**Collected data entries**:
☆ ☆ ☆ ☆ ☆ ☆ ☆

// This module defines the per-function IR containers. A Proc owns a dense vector of
// instructions addressed by InstId and a dense vector of basic blocks, each listing the ids
// of its instructions in execution order; keeping instructions outside the blocks lets an
// instruction be detached and re-appended elsewhere without invalidating any id. Block 0
// is the entry and block 1 the exit, both created with the proc. Registers come from four
// independent pools (locals, integer temps, float temps, generic temps), each handing out
// zero-based numbers with a LIFO free list and remembering its high-water mark for frame
// sizing. The constant pool, upvalue descriptors and the analysis results attached by the
// CFG builder (graph and dominator tree) also live here.

//! Procs, basic blocks, instructions and register pools.

use super::constant::{ConstantPool, ConstantValue};
use super::opcode::Opcode;
use super::pseudo::{Pseudo, TempKind, TypeTag};
use super::{BlockId, InstId, ProcId};
use crate::core::{DominatorTree, Graph};

/// Zero-based register numbers with LIFO reuse.
#[derive(Debug, Default, Clone)]
pub struct RegisterPool {
    next: u32,
    free: Vec<u32>,
}

impl RegisterPool {
    pub fn alloc(&mut self) -> u32 {
        if let Some(reg) = self.free.pop() {
            return reg;
        }
        let reg = self.next;
        self.next += 1;
        reg
    }

    pub fn free(&mut self, reg: u32) {
        debug_assert!(reg < self.next, "register {} was never allocated", reg);
        debug_assert!(!self.free.contains(&reg), "register {} freed twice", reg);
        self.free.push(reg);
    }

    /// Claim `reg` itself. Registers skipped to reach it become free.
    pub fn take(&mut self, reg: u32) {
        if let Some(pos) = self.free.iter().position(|&r| r == reg) {
            self.free.remove(pos);
            return;
        }
        debug_assert!(reg >= self.next, "register {} is already live", reg);
        for skipped in (self.next..reg).rev() {
            self.free.push(skipped);
        }
        self.next = self.next.max(reg + 1);
    }

    /// Number of distinct registers ever handed out.
    pub fn high_water(&self) -> u32 {
        self.next
    }

    /// Registers currently allocated.
    pub fn live(&self) -> u32 {
        self.next - self.free.len() as u32
    }
}

#[derive(Debug, Clone)]
pub struct Instruction<'a> {
    pub opcode: Opcode,
    pub operands: Vec<Pseudo<'a>>,
    pub targets: Vec<Pseudo<'a>>,
    /// Block currently holding the instruction.
    pub block: BlockId,
}

#[derive(Debug, Clone)]
pub struct BasicBlock {
    pub index: BlockId,
    pub insts: Vec<InstId>,
}

/// How a closure reaches one of its upvalues.
#[derive(Debug, Clone, Copy, PartialEq)]
pub struct UpvalueDesc<'a> {
    pub name: &'a str,
    pub ty: TypeTag,
    /// Parent local register when `in_parent_local`, else the parent's upvalue index.
    pub source_index: u32,
    pub in_parent_local: bool,
}

pub const ENTRY_BLOCK: BlockId = BlockId(0);
pub const EXIT_BLOCK: BlockId = BlockId(1);

/// One compiled function.
#[derive(Debug)]
pub struct Proc<'a> {
    pub id: ProcId,
    pub name: Option<&'a str>,
    pub parent: Option<ProcId>,
    pub children: Vec<ProcId>,
    pub blocks: Vec<BasicBlock>,
    pub instructions: Vec<Instruction<'a>>,
    pub constants: ConstantPool<'a>,
    pub upvalues: Vec<UpvalueDesc<'a>>,
    pub num_params: u32,
    pub is_vararg: bool,
    locals: RegisterPool,
    temp_int: RegisterPool,
    temp_float: RegisterPool,
    temp_any: RegisterPool,
    pub cfg: Option<Graph>,
    pub dominators: Option<DominatorTree>,
}

impl<'a> Proc<'a> {
    /// New proc with its entry and exit blocks.
    pub(crate) fn new(id: ProcId, parent: Option<ProcId>) -> Self {
        let mut proc = Self {
            id,
            name: None,
            parent,
            children: Vec::new(),
            blocks: Vec::new(),
            instructions: Vec::new(),
            constants: ConstantPool::new(),
            upvalues: Vec::new(),
            num_params: 0,
            is_vararg: false,
            locals: RegisterPool::default(),
            temp_int: RegisterPool::default(),
            temp_float: RegisterPool::default(),
            temp_any: RegisterPool::default(),
            cfg: None,
            dominators: None,
        };
        proc.new_block();
        proc.new_block();
        proc
    }

    pub fn new_block(&mut self) -> BlockId {
        let index = BlockId(self.blocks.len() as u32);
        self.blocks.push(BasicBlock {
            index,
            insts: Vec::new(),
        });
        index
    }

    pub fn block(&self, id: BlockId) -> &BasicBlock {
        &self.blocks[id.0 as usize]
    }

    pub fn inst(&self, id: InstId) -> &Instruction<'a> {
        &self.instructions[id.0 as usize]
    }

    pub fn inst_mut(&mut self, id: InstId) -> &mut Instruction<'a> {
        &mut self.instructions[id.0 as usize]
    }

    /// Instructions of `block` in execution order.
    pub fn block_insts(&self, block: BlockId) -> impl Iterator<Item = &Instruction<'a>> + '_ {
        self.block(block).insts.iter().map(move |&id| self.inst(id))
    }

    /// Last instruction of `block`, if any.
    pub fn last_inst(&self, block: BlockId) -> Option<&Instruction<'a>> {
        self.block(block).insts.last().map(|&id| self.inst(id))
    }

    pub fn is_terminated(&self, block: BlockId) -> bool {
        self.last_inst(block)
            .map(|inst| inst.opcode.is_terminator())
            .unwrap_or(false)
    }

    /// Append an instruction to `block`.
    pub fn emit(
        &mut self,
        block: BlockId,
        opcode: Opcode,
        operands: Vec<Pseudo<'a>>,
        targets: Vec<Pseudo<'a>>,
    ) -> InstId {
        let id = InstId(self.instructions.len() as u32);
        log::trace!("proc {} L{}: emit {}", self.id.0, block.0, opcode);
        self.instructions.push(Instruction {
            opcode,
            operands,
            targets,
            block,
        });
        self.blocks[block.0 as usize].insts.push(id);
        id
    }

    /// Move `inst` to the end of `block`.
    pub fn relocate(&mut self, inst: InstId, block: BlockId) {
        let from = self.inst(inst).block;
        self.blocks[from.0 as usize].insts.retain(|&id| id != inst);
        self.blocks[block.0 as usize].insts.push(inst);
        self.inst_mut(inst).block = block;
    }

    fn pool(&mut self, kind: TempKind) -> &mut RegisterPool {
        match kind {
            TempKind::Int => &mut self.temp_int,
            TempKind::Float => &mut self.temp_float,
            TempKind::Any => &mut self.temp_any,
        }
    }

    pub fn alloc_temp(&mut self, kind: TempKind) -> Pseudo<'a> {
        let reg = self.pool(kind).alloc();
        Pseudo::temp(kind, reg)
    }

    /// Return a temporary to its pool. Open ranges and range selections own
    /// the generic temp they start at; everything else is ignored.
    pub fn free_temp(&mut self, pseudo: Pseudo<'a>) {
        match pseudo {
            Pseudo::TempInt(r) => self.temp_int.free(r),
            Pseudo::TempFloat(r) => self.temp_float.free(r),
            Pseudo::TempAny(r) => self.temp_any.free(r),
            Pseudo::Range { base, count: -1 } => self.temp_any.free(base),
            Pseudo::RangeSelect { base, .. } => self.temp_any.free(base),
            _ => {}
        }
    }

    /// Hold the generic temp `reg`, e.g. a call result beyond the first.
    pub fn reserve_temp(&mut self, reg: u32) -> Pseudo<'a> {
        self.temp_any.take(reg);
        Pseudo::TempAny(reg)
    }

    pub fn alloc_local(&mut self) -> u32 {
        self.locals.alloc()
    }

    pub fn free_local(&mut self, reg: u32) {
        self.locals.free(reg);
    }

    pub fn num_locals(&self) -> u32 {
        self.locals.high_water()
    }

    /// High-water mark of a temporary pool.
    pub fn max_temps(&self, kind: TempKind) -> u32 {
        match kind {
            TempKind::Int => self.temp_int.high_water(),
            TempKind::Float => self.temp_float.high_water(),
            TempKind::Any => self.temp_any.high_water(),
        }
    }

    /// Temporaries of `kind` that are still allocated.
    pub fn live_temps(&self, kind: TempKind) -> u32 {
        match kind {
            TempKind::Int => self.temp_int.live(),
            TempKind::Float => self.temp_float.live(),
            TempKind::Any => self.temp_any.live(),
        }
    }

    /// Constant pseudo for `value`; the flag is true if it was newly added.
    pub fn intern_constant(&mut self, value: ConstantValue<'a>) -> (Pseudo<'a>, bool) {
        let (index, inserted) = self.constants.intern(value);
        (Pseudo::Constant(index), inserted)
    }

    pub fn constant(&self, pseudo: Pseudo<'_>) -> Option<ConstantValue<'a>> {
        match pseudo {
            Pseudo::Constant(k) => self.constants.get(k),
            _ => None,
        }
    }

    /// Position of `child` in this proc's child list.
    pub fn child_index(&self, child: ProcId) -> Option<usize> {
        self.children.iter().position(|&c| c == child)
    }
}

#[cfg(test)]
mod tests {
    use super::*;

    #[test]
    fn test_new_proc_has_entry_and_exit() {
        let proc = Proc::new(ProcId(0), None);
        assert_eq!(proc.blocks.len(), 2);
        assert_eq!(proc.blocks[0].index, ENTRY_BLOCK);
        assert_eq!(proc.blocks[1].index, EXIT_BLOCK);
    }

    #[test]
    fn test_lifo_register_reuse() {
        let mut proc = Proc::new(ProcId(0), None);
        let t0 = proc.alloc_temp(TempKind::Any);
        let t1 = proc.alloc_temp(TempKind::Any);
        proc.free_temp(t1);
        assert_eq!(proc.alloc_temp(TempKind::Any), t1);
        proc.free_temp(t1);
        proc.free_temp(t0);
        assert_eq!(proc.alloc_temp(TempKind::Any), t0);
        assert_eq!(proc.max_temps(TempKind::Any), 2);
    }

    #[test]
    fn test_reserve_temp_claims_a_specific_register() {
        let mut proc = Proc::new(ProcId(0), None);
        let t0 = proc.alloc_temp(TempKind::Any);
        let t1 = proc.alloc_temp(TempKind::Any);
        proc.free_temp(t1);

        // a free register is taken off the free list
        assert_eq!(proc.reserve_temp(1), t1);
        assert_eq!(proc.live_temps(TempKind::Any), 2);

        // one past the high-water mark leaves the gap free
        assert_eq!(proc.reserve_temp(3), Pseudo::TempAny(3));
        assert_eq!(proc.max_temps(TempKind::Any), 4);
        assert_eq!(proc.alloc_temp(TempKind::Any), Pseudo::TempAny(2));
        assert_eq!(proc.alloc_temp(TempKind::Any), Pseudo::TempAny(4));
        assert_ne!(t0, Pseudo::TempAny(2));
    }

    #[test]
    fn test_pools_are_independent() {
        let mut proc = Proc::new(ProcId(0), None);
        assert_eq!(proc.alloc_temp(TempKind::Int), Pseudo::TempInt(0));
        assert_eq!(proc.alloc_temp(TempKind::Float), Pseudo::TempFloat(0));
        assert_eq!(proc.alloc_temp(TempKind::Any), Pseudo::TempAny(0));
        assert_eq!(proc.alloc_local(), 0);
    }

    #[test]
    fn test_free_temp_ignores_borrowed_ranges() {
        let mut proc = Proc::new(ProcId(0), None);
        let r = proc.alloc_temp(TempKind::Any);
        let Pseudo::TempAny(base) = r else { unreachable!() };

        proc.free_temp(Pseudo::Range { base, count: 1 });
        proc.free_temp(Pseudo::Constant(0));
        proc.free_temp(Pseudo::Nil);
        assert_eq!(proc.live_temps(TempKind::Any), 1);

        proc.free_temp(Pseudo::Range { base, count: -1 });
        assert_eq!(proc.live_temps(TempKind::Any), 0);
    }

    #[test]
    fn test_relocate_moves_instruction() {
        let mut proc = Proc::new(ProcId(0), None);
        let b2 = proc.new_block();
        let a = proc.emit(ENTRY_BLOCK, Opcode::Mov, vec![Pseudo::Nil], vec![Pseudo::TempAny(0)]);
        let b = proc.emit(ENTRY_BLOCK, Opcode::Mov, vec![Pseudo::True], vec![Pseudo::TempAny(1)]);
        proc.relocate(a, b2);
        assert_eq!(proc.block(ENTRY_BLOCK).insts, vec![b]);
        assert_eq!(proc.block(b2).insts, vec![a]);
        assert_eq!(proc.inst(a).block, b2);
    }
}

☆ ☆ ☆ ☆ ☆ ☆ ☆

**Task directions**: Copy out the range of lines above starting at the line with "Append an instruction" and ending at the line with "let from = self.inst(inst).block;", exactly and including both.

**Answer**:
    /// Append an instruction to `block`.
    pub fn emit(
        &mut self,
        block: BlockId,
        opcode: Opcode,
        operands: Vec<Pseudo<'a>>,
        targets: Vec<Pseudo<'a>>,
    ) -> InstId {
        let id = InstId(self.instructions.len() as u32);
        log::trace!("proc {} L{}: emit {}", self.id.0, block.0, opcode);
        self.instructions.push(Instruction {
            opcode,
            operands,
            targets,
            block,
        });
        self.blocks[block.0 as usize].insts.push(id);
        id
    }

    /// Move `inst` to the end of `block`.
    pub fn relocate(&mut self, inst: InstId, block: BlockId) {
        let from = self.inst(inst).block;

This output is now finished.